(Saved data entries)

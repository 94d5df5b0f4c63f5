use std::path::{Path, PathBuf};

use anyhow::Context;
use folio_core::{Layout, Theme};
use serde::{Deserialize, Serialize};

/// Settings for folio, read from `config.toml`
#[derive(Debug, Clone, Default, Serialize, Deserialize)]
pub struct Settings {
    #[serde(default)]
    pub storage: StorageSettings,

    #[serde(default)]
    pub github: GitHubSettings,

    #[serde(default)]
    pub profile: ProfileSettings,

    #[serde(default)]
    pub defaults: DefaultsSettings,

    #[serde(default)]
    pub logging: LoggingSettings,
}

#[derive(Debug, Clone, Default, Serialize, Deserialize)]
pub struct StorageSettings {
    /// Database file; the platform data directory when unset
    #[serde(default, skip_serializing_if = "Option::is_none")]
    pub path: Option<PathBuf>,
}

#[derive(Debug, Clone, Serialize, Deserialize)]
pub struct GitHubSettings {
    #[serde(default = "default_api_url")]
    pub api_url: String,

    /// Environment variable holding the access token
    #[serde(default = "default_token_env")]
    pub token_env: String,

    #[serde(default = "default_per_page")]
    pub per_page: u32,

    #[serde(default = "default_commit_scan_limit")]
    pub commit_scan_limit: usize,

    #[serde(default = "default_timeout_secs")]
    pub timeout_secs: u64,
}

#[derive(Debug, Clone, Serialize, Deserialize)]
pub struct ProfileSettings {
    #[serde(default = "default_owner")]
    pub owner: String,
}

/// Style used before any configuration has been saved
#[derive(Debug, Clone, Default, Serialize, Deserialize)]
pub struct DefaultsSettings {
    #[serde(default)]
    pub layout: Layout,

    #[serde(default)]
    pub theme: Theme,
}

#[derive(Debug, Clone, Serialize, Deserialize)]
pub struct LoggingSettings {
    #[serde(default = "default_level")]
    pub level: String,
}

impl Default for GitHubSettings {
    fn default() -> Self {
        Self {
            api_url: default_api_url(),
            token_env: default_token_env(),
            per_page: default_per_page(),
            commit_scan_limit: default_commit_scan_limit(),
            timeout_secs: default_timeout_secs(),
        }
    }
}

impl Default for ProfileSettings {
    fn default() -> Self {
        Self {
            owner: default_owner(),
        }
    }
}

impl Default for LoggingSettings {
    fn default() -> Self {
        Self {
            level: default_level(),
        }
    }
}

fn default_api_url() -> String {
    "https://api.github.com".to_string()
}

fn default_token_env() -> String {
    "GITHUB_TOKEN".to_string()
}

fn default_per_page() -> u32 {
    100
}

fn default_commit_scan_limit() -> usize {
    30
}

fn default_timeout_secs() -> u64 {
    30
}

fn default_owner() -> String {
    "default".to_string()
}

fn default_level() -> String {
    "info".to_string()
}

impl GitHubSettings {
    /// Token from the configured environment variable
    pub fn token(&self) -> anyhow::Result<String> {
        match std::env::var(&self.token_env) {
            Ok(token) if !token.trim().is_empty() => Ok(token),
            _ => anyhow::bail!(
                "GitHub access token not found. Set {} or use --from FILE.",
                self.token_env
            ),
        }
    }
}

impl Settings {
    /// Load settings from default location or create default if not found
    pub fn load() -> anyhow::Result<Self> {
        let path = Self::config_path();

        if path.exists() {
            Self::load_from(&path)
        } else {
            let settings = Settings::default();
            if let Some(parent) = path.parent() {
                std::fs::create_dir_all(parent)?;
            }
            let content = toml::to_string_pretty(&settings)?;
            std::fs::write(&path, content)?;
            Ok(settings)
        }
    }

    /// Load settings from an explicit file
    pub fn load_from(path: &Path) -> anyhow::Result<Self> {
        let content = std::fs::read_to_string(path)
            .with_context(|| format!("Failed to read {}", path.display()))?;
        toml::from_str(&content).with_context(|| format!("Invalid settings in {}", path.display()))
    }

    /// Get settings file path
    pub fn config_path() -> PathBuf {
        if let Some(dirs) = directories::ProjectDirs::from("com", "folio", "folio") {
            dirs.config_dir().join("config.toml")
        } else {
            PathBuf::from("~/.folio/config.toml")
        }
    }
}
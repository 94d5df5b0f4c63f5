//! Item ordering primitives

use std::collections::HashSet;

use crate::item_ref::ItemRef;
use crate::portfolio::TextSection;

/// References every live entity should have, repos first then text sections
pub fn expected_refs(pinned_repos: &[u64], sections: &[TextSection]) -> Vec<ItemRef> {
    pinned_repos
        .iter()
        .map(|id| ItemRef::Repo(*id))
        .chain(sections.iter().map(TextSection::item_ref))
        .collect()
}

/// Bring `previous` in line with the current pinned repos and text sections.
///
/// Surviving references keep their relative order, references to removed
/// entities are dropped and new entities are appended in entity-list order.
/// When `previous` already holds exactly the expected references it is
/// returned untouched.
pub fn reconcile_order(
    pinned_repos: &[u64],
    sections: &[TextSection],
    previous: &[ItemRef],
) -> Vec<ItemRef> {
    let expected = expected_refs(pinned_repos, sections);
    let expected_set: HashSet<ItemRef> = expected.iter().copied().collect();

    let mut seen = HashSet::with_capacity(previous.len());
    let no_duplicates = previous.iter().all(|r| seen.insert(*r));
    if no_duplicates && seen == expected_set {
        return previous.to_vec();
    }

    let mut placed = HashSet::with_capacity(expected.len());
    let mut order: Vec<ItemRef> = previous
        .iter()
        .copied()
        .filter(|r| expected_set.contains(r) && placed.insert(*r))
        .collect();

    let kept = order.len();
    order.extend(expected.into_iter().filter(|r| placed.insert(*r)));

    tracing::debug!(
        "Reconciled item order: kept {}, appended {}, dropped {}",
        kept,
        order.len() - kept,
        previous.len() - kept
    );

    order
}

/// Move one element from `from` to `to`, shifting the ones in between.
///
/// Returns `false` and leaves `items` alone when the indices are equal or
/// either is out of bounds.
pub fn move_item<T>(items: &mut Vec<T>, from: usize, to: usize) -> bool {
    if from == to || from >= items.len() || to >= items.len() {
        return false;
    }
    let item = items.remove(from);
    items.insert(to, item);
    true
}

#[cfg(test)]
mod tests {
    use super::*;

    fn sections(ids: &[u64]) -> Vec<TextSection> {
        ids.iter().map(|id| TextSection::placeholder(*id)).collect()
    }

    #[test]
    fn test_empty_previous_initialises_in_entity_order() {
        let order = reconcile_order(&[3, 1], &sections(&[7]), &[]);
        assert_eq!(
            order,
            vec![ItemRef::Repo(3), ItemRef::Repo(1), ItemRef::Text(7)]
        );
    }

    #[test]
    fn test_matching_set_is_returned_unchanged() {
        let previous = vec![ItemRef::Text(7), ItemRef::Repo(1), ItemRef::Repo(3)];
        let order = reconcile_order(&[3, 1], &sections(&[7]), &previous);
        assert_eq!(order, previous);
    }

    #[test]
    fn test_keeps_relative_order_and_appends_new() {
        let previous = vec![ItemRef::Text(7), ItemRef::Repo(9), ItemRef::Repo(1)];
        let order = reconcile_order(&[1, 4], &sections(&[7, 8]), &previous);
        assert_eq!(
            order,
            vec![
                ItemRef::Text(7),
                ItemRef::Repo(1),
                ItemRef::Repo(4),
                ItemRef::Text(8)
            ]
        );
    }

    #[test]
    fn test_drops_duplicates_and_foreign_refs() {
        let previous = vec![
            ItemRef::Repo(1),
            ItemRef::Stat(crate::portfolio::StatId::Stars),
            ItemRef::Repo(1),
            ItemRef::Text(2),
        ];
        let order = reconcile_order(&[1], &sections(&[2]), &previous);
        assert_eq!(order, vec![ItemRef::Repo(1), ItemRef::Text(2)]);
    }

    #[test]
    fn test_result_covers_exactly_the_entities() {
        let cases: Vec<(Vec<u64>, Vec<u64>, Vec<ItemRef>)> = vec![
            (vec![], vec![], vec![ItemRef::Repo(5)]),
            (vec![5, 6], vec![], vec![ItemRef::Repo(6)]),
            (
                vec![1],
                vec![10, 11],
                vec![ItemRef::Text(11), ItemRef::Text(11), ItemRef::Repo(2)],
            ),
        ];

        for (pinned, text_ids, previous) in cases {
            let sections = sections(&text_ids);
            let order = reconcile_order(&pinned, &sections, &previous);

            let got: HashSet<ItemRef> = order.iter().copied().collect();
            let want: HashSet<ItemRef> = expected_refs(&pinned, &sections).into_iter().collect();
            assert_eq!(got, want);
            assert_eq!(got.len(), order.len());
        }
    }

    #[test]
    fn test_move_item() {
        let mut items = vec!['a', 'b', 'c', 'd'];
        assert!(move_item(&mut items, 0, 2));
        assert_eq!(items, vec!['b', 'c', 'a', 'd']);

        assert!(move_item(&mut items, 3, 0));
        assert_eq!(items, vec!['d', 'b', 'c', 'a']);
    }

    #[test]
    fn test_move_item_noops() {
        let mut items = vec![1, 2, 3];
        assert!(!move_item(&mut items, 1, 1));
        assert!(!move_item(&mut items, 3, 0));
        assert!(!move_item(&mut items, 0, 3));
        assert_eq!(items, vec![1, 2, 3]);
    }
}
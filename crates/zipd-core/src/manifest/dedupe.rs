//! Collision-free entry name allocation.

use std::collections::HashSet;

/// Hands out entry names that are unique within one archive.
///
/// The first request for a name keeps it unchanged; later requests for the
/// same name get `_2`, `_3`, ... inserted before the extension (appended if
/// there is none). Comparison is case-sensitive exact equality.
#[derive(Debug, Default)]
pub struct NameAllocator {
    used: HashSet<String>,
}

impl NameAllocator {
    pub fn new() -> Self {
        Self::default()
    }

    /// Returns `base` if unused, otherwise the first free suffixed variant.
    pub fn allocate(&mut self, base: &str) -> String {
        if self.used.insert(base.to_string()) {
            return base.to_string();
        }

        let (stem, ext) = split_extension(base);
        let mut n = 2u32;
        loop {
            let candidate = match ext {
                Some(ext) => format!("{stem}_{n}.{ext}"),
                None => format!("{stem}_{n}"),
            };
            if self.used.insert(candidate.clone()) {
                return candidate;
            }
            n += 1;
        }
    }
}

/// Splits `"a.tar.gz"` into `("a.tar", Some("gz"))`. A leading dot does not
/// count as an extension separator.
fn split_extension(name: &str) -> (&str, Option<&str>) {
    match name.rfind('.') {
        Some(idx) if idx > 0 => (&name[..idx], Some(&name[idx + 1..])),
        _ => (name, None),
    }
}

Requirement: Write only the number of lines in the entries that contain the word "StorageSettings".

Exercise result: 2